[Records from a data source]

Start of Block

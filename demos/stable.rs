//! Stable pair example (Curve / Saddle StableSwap style).
//!
//! Demonstrates a DAI/USDC pair with mixed decimals: building it from a
//! snapshot, quoting both directions, checking that an exact-output quote
//! asks for the smallest sufficient input, and comparing slippage against
//! a constant-product pair holding the same reserves.
//!
//! # Run
//!
//! ```bash
//! cargo run --example stable
//! ```

use alloy_primitives::U256;
use multicurve_sdk::constants::A_PRECISION;
use multicurve_sdk::prelude::*;

const ONE_E18: u128 = 1_000_000_000_000_000_000;
const ONE_E6: u128 = 1_000_000;

fn main() -> std::result::Result<(), Box<dyn std::error::Error>> {
    println!("=== Stable pair (amplified StableSwap) ===\n");

    // ── 1. Define tokens ────────────────────────────────────────────────
    let dai = Token::parse(1, "0x6B175474E89094C44Da98b954EedeAC495271d0F", 18)?.with_symbol("DAI");
    let usdc = Token::parse(1, "0xA0b86991c6218b36c1d19D4a2e9Eb0cE3606eB48", 6)?.with_symbol("USDC");

    println!("Token 0: {dai} ({} decimals)", dai.decimals());
    println!("Token 1: {usdc} ({} decimals)", usdc.decimals());

    // ── 2. Snapshot 1M / 1M with A = 200 and a 0.04% fee ────────────────
    let reserves = (U256::from(1_000_000 * ONE_E18), U256::from(1_000_000 * ONE_E6));
    let amplification = U256::from(200 * A_PRECISION);
    let snapshot =
        PairSnapshot::stable((dai.clone(), usdc.clone()), reserves, 400, amplification)?;
    let stable = PairFactory::from_snapshot(&snapshot)?;
    println!("\nAmplification: {amplification} (A = 200, scaled by {A_PRECISION})");
    println!("Spot price (USDC per DAI): {}", stable.spot_price(&dai)?.to_fixed(6));

    // ── 3. Quote exact input: sell 100 000 USDC ─────────────────────────
    let sold = CurrencyAmount::from_raw(usdc.clone(), 100_000 * ONE_E6);
    let bought = stable.quote_output_for_input(&sold)?;
    println!("\n--- Sell {} USDC ---", sold.to_exact());
    println!("  Amount out:  {} DAI", bought.to_exact());

    // ── 4. Quote exact output for the same DAI ──────────────────────────
    let needed = stable.quote_input_for_output(&bought)?;
    println!("\n--- Buy {} DAI ---", bought.to_exact());
    println!("  Amount in:   {} USDC", needed.to_exact());
    println!("  Same input:  {}", needed == sold);

    // ── 5. Compare with a constant-product pair on the same reserves ────
    let flat = PairFactory::from_snapshot(&PairSnapshot::constant_product(
        (dai.clone(), usdc),
        reserves,
        400,
    )?)?;
    let flat_out = flat.quote_output_for_input(&sold)?;
    println!("\n--- Same sale on x · y = k ---");
    println!("  Amount out:  {} DAI", flat_out.to_exact());
    println!(
        "  Extra DAI from the stable curve: {}",
        bought.sub(&flat_out)?.to_exact()
    );

    // ── 6. Price impact of the stable trade ─────────────────────────────
    let route = Route::new(vec![stable], sold.currency().clone(), dai)?;
    let trade = Trade::exact_in(route, sold)?;
    println!("\nPrice impact: {}", trade.price_impact());

    println!("\n=== Done ===");
    Ok(())
}
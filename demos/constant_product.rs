//! Constant Product pair example (Uniswap V2 style).
//!
//! Demonstrates building an `x · y = k` pair from a ledger snapshot,
//! quoting in both directions, and sizing a single-hop trade with
//! slippage bounds.
//!
//! # Run
//!
//! ```bash
//! cargo run --example constant_product
//! ```

use alloy_primitives::U256;
use multicurve_sdk::prelude::*;

const ONE_E18: u128 = 1_000_000_000_000_000_000;
const ONE_E6: u128 = 1_000_000;

fn main() -> std::result::Result<(), Box<dyn std::error::Error>> {
    println!("=== Constant Product pair (x · y = k) ===\n");

    // ── 1. Define tokens ────────────────────────────────────────────────
    let usdc = Token::parse(1, "0xA0b86991c6218b36c1d19D4a2e9Eb0cE3606eB48", 6)?
        .with_symbol("USDC")
        .with_name("USD Coin");
    let weth = Token::parse(1, "0xC02aaA39b223FE8D0A0e5C4F27eAD9083C756Cc2", 18)?
        .with_symbol("WETH")
        .with_name("Wrapped Ether");

    println!("Token 0: {usdc} ({} decimals)", usdc.decimals());
    println!("Token 1: {weth} ({} decimals)", weth.decimals());

    // ── 2. Snapshot a 20M USDC / 10k WETH pair with a 0.30% fee ─────────
    let snapshot = PairSnapshot::constant_product(
        (usdc.clone(), weth.clone()),
        (U256::from(20_000_000 * ONE_E6), U256::from(10_000 * ONE_E18)),
        3_000,
    )?;
    println!("\nSnapshot: curve {}, fee {} ppm", snapshot.curve_id(), snapshot.swap_fee());

    // ── 3. Build the pair via the factory ───────────────────────────────
    let pair = PairFactory::from_snapshot(&snapshot)?;
    println!("Reserve 0:   {} USDC", pair.reserve0().to_exact());
    println!("Reserve 1:   {} WETH", pair.reserve1().to_exact());

    // ── 4. Spot price, fee excluded ─────────────────────────────────────
    let spot = pair.spot_price(&weth)?;
    println!("\nSpot price (USDC per WETH): {}", spot.to_fixed(2));

    // ── 5. Quote exact input: sell 10 WETH ──────────────────────────────
    let sold = CurrencyAmount::from_raw(weth.clone(), 10 * ONE_E18);
    let bought = pair.quote_output_for_input(&sold)?;
    println!("\n--- Sell {} WETH ---", sold.to_exact());
    println!("  Amount out:  {} USDC", bought.to_exact());

    // ── 6. Quote exact output: buy 50 000 USDC ──────────────────────────
    let wanted = CurrencyAmount::from_raw(usdc.clone(), 50_000 * ONE_E6);
    let needed = pair.quote_input_for_output(&wanted)?;
    println!("\n--- Buy {} USDC ---", wanted.to_exact());
    println!("  Amount in:   {} WETH", needed.to_exact());

    // ── 7. Size a trade and derive its bounds ───────────────────────────
    let route = Route::new(vec![pair], weth.clone(), usdc)?;
    let trade = Trade::exact_in(route, sold)?;
    let slippage = Percent::from_bps(50);

    println!("\n--- Trade: exact input over one hop ---");
    println!("  Output:      {} USDC", trade.output_amount().to_exact());
    println!("  Exec. price: {}", trade.execution_price().to_fixed(2));
    println!("  Impact:      {}%", trade.price_impact().to_fixed(4, Rounding::Up));
    println!(
        "  Minimum out: {} USDC at {slippage}",
        trade.minimum_amount_out(&slippage)?.to_exact()
    );

    println!("\n=== Done ===");
    Ok(())
}
//! ERC-20 style token identity.

use core::fmt;
use core::hash::{Hash, Hasher};
use core::str::FromStr;

use alloy_primitives::Address;
use serde::{Deserialize, Serialize};

use crate::error::{AmmError, Result};

/// A fungible token deployed on a specific chain.
///
/// Identity is `(chain_id, address)`: decimals, symbol and name are
/// metadata and take no part in equality or hashing. Addresses are stored
/// as raw bytes, so parsing `0xABC…` and `0xabc…` yields the same token.
///
/// # Examples
///
/// ```
/// use multicurve_sdk::domain::Token;
///
/// let usdc = Token::parse(1, "0xA0b86991c6218b36c1d19D4a2e9Eb0cE3606eB48", 6)
///     .expect("valid address")
///     .with_symbol("USDC");
/// let same = Token::parse(1, "0xa0b86991c6218b36c1d19d4a2e9eb0ce3606eb48", 6)
///     .expect("valid address");
///
/// assert_eq!(usdc, same);
/// assert_eq!(usdc.symbol(), Some("USDC"));
/// ```
#[derive(Debug, Clone, Eq, Serialize, Deserialize)]
#[serde(rename_all = "camelCase")]
pub struct Token {
    chain_id: u64,
    address: Address,
    decimals: u8,
    #[serde(default, skip_serializing_if = "Option::is_none")]
    symbol: Option<String>,
    #[serde(default, skip_serializing_if = "Option::is_none")]
    name: Option<String>,
}

impl Token {
    /// Creates a token without symbol or name.
    #[must_use]
    pub const fn new(chain_id: u64, address: Address, decimals: u8) -> Self {
        Self {
            chain_id,
            address,
            decimals,
            symbol: None,
            name: None,
        }
    }

    /// Parses a hex address (any letter case, `0x` prefix optional).
    ///
    /// # Errors
    ///
    /// Returns [`AmmError::InvalidAddress`] if `address` is not 20 bytes of hex.
    pub fn parse(chain_id: u64, address: &str, decimals: u8) -> Result<Self> {
        let address =
            Address::from_str(address).map_err(|_| AmmError::InvalidAddress(address.to_owned()))?;
        Ok(Self::new(chain_id, address, decimals))
    }

    /// Attaches a ticker symbol.
    #[must_use]
    pub fn with_symbol(mut self, symbol: impl Into<String>) -> Self {
        self.symbol = Some(symbol.into());
        self
    }

    /// Attaches a display name.
    #[must_use]
    pub fn with_name(mut self, name: impl Into<String>) -> Self {
        self.name = Some(name.into());
        self
    }

    /// Returns the chain id.
    #[must_use]
    pub const fn chain_id(&self) -> u64 {
        self.chain_id
    }

    /// Returns the contract address.
    #[must_use]
    pub const fn address(&self) -> Address {
        self.address
    }

    /// Returns the decimal precision.
    #[must_use]
    pub const fn decimals(&self) -> u8 {
        self.decimals
    }

    /// Returns the ticker symbol, if known.
    #[must_use]
    pub fn symbol(&self) -> Option<&str> {
        self.symbol.as_deref()
    }

    /// Returns the display name, if known.
    #[must_use]
    pub fn name(&self) -> Option<&str> {
        self.name.as_deref()
    }

    /// Returns `true` if `self` is ordered before `other` by address bytes.
    ///
    /// This is the ordering pools use to decide which token is `token0`.
    ///
    /// # Errors
    ///
    /// - [`AmmError::ChainIdMismatch`] if the tokens live on different chains.
    /// - [`AmmError::SameToken`] if both tokens share an address.
    pub fn sorts_before(&self, other: &Self) -> Result<bool> {
        if self.chain_id != other.chain_id {
            return Err(AmmError::ChainIdMismatch {
                expected: self.chain_id,
                found: other.chain_id,
            });
        }
        if self.address == other.address {
            return Err(AmmError::SameToken(self.address));
        }
        Ok(self.address < other.address)
    }
}

impl PartialEq for Token {
    fn eq(&self, other: &Self) -> bool {
        self.chain_id == other.chain_id && self.address == other.address
    }
}

impl Hash for Token {
    fn hash<H: Hasher>(&self, state: &mut H) {
        self.chain_id.hash(state);
        self.address.hash(state);
    }
}

impl fmt::Display for Token {
    fn fmt(&self, f: &mut fmt::Formatter<'_>) -> fmt::Result {
        match &self.symbol {
            Some(symbol) => write!(f, "{symbol}"),
            None => write!(f, "{}", self.address),
        }
    }
}
//! Percentages such as slippage tolerance and price impact.

use core::fmt;

use num_bigint::BigUint;

use super::{Fraction, Rounding};
use crate::error::Result;

/// Basis-point denominator (10 000 = 100%).
const BPS_DENOMINATOR: u32 = 10_000;

/// A non-negative percentage stored as an exact fraction of one.
///
/// `Percent::new(50, 10_000)` is 0.5%.
///
/// ```
/// use multicurve_sdk::domain::Percent;
///
/// let slippage = Percent::from_bps(50);
/// assert_eq!(slippage.to_string(), "0.50%");
/// assert_eq!(slippage, Percent::new(1u8, 200u8).expect("valid"));
/// ```
#[derive(Debug, Clone, PartialEq, Eq, PartialOrd, Ord)]
pub struct Percent(Fraction);

impl Percent {
    /// Creates `numerator / denominator` (as a fraction of 100%).
    ///
    /// # Errors
    ///
    /// Returns [`AmmError::DivisionByZero`](crate::error::AmmError::DivisionByZero)
    /// if `denominator` is zero.
    pub fn new(numerator: impl Into<BigUint>, denominator: impl Into<BigUint>) -> Result<Self> {
        Fraction::new(numerator, denominator).map(Self)
    }

    /// Creates a percentage from basis points (1 bp = 0.01%).
    #[must_use]
    pub fn from_bps(bps: u32) -> Self {
        Self(Fraction::from_raw_parts(
            BigUint::from(bps),
            BigUint::from(BPS_DENOMINATOR),
        ))
    }

    /// Wraps an existing fraction.
    #[must_use]
    pub const fn from_fraction(fraction: Fraction) -> Self {
        Self(fraction)
    }

    /// 0%.
    #[must_use]
    pub fn zero() -> Self {
        Self(Fraction::zero())
    }

    /// Returns the underlying fraction of one.
    #[must_use]
    pub const fn as_fraction(&self) -> &Fraction {
        &self.0
    }

    /// Returns `true` for 0%.
    #[must_use]
    pub fn is_zero(&self) -> bool {
        self.0.is_zero()
    }

    /// Returns `true` if the percentage exceeds 100%.
    #[must_use]
    pub fn exceeds_whole(&self) -> bool {
        self.0 > Fraction::one()
    }

    /// Formats as a percentage with `places` decimals, e.g. `"0.50"`.
    #[must_use]
    pub fn to_fixed(&self, places: u32, rounding: Rounding) -> String {
        self.0
            .multiply(&Fraction::from_integer(100u8))
            .to_fixed(places, rounding)
    }
}

impl fmt::Display for Percent {
    fn fmt(&self, f: &mut fmt::Formatter<'_>) -> fmt::Result {
        write!(f, "{}%", self.to_fixed(2, Rounding::Down))
    }
}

End of Block

▸ Task description: Show every line in the entries where the string "cargo" occurs.

▸ Your solution:
//! cargo run --example stable
//! cargo run --example constant_product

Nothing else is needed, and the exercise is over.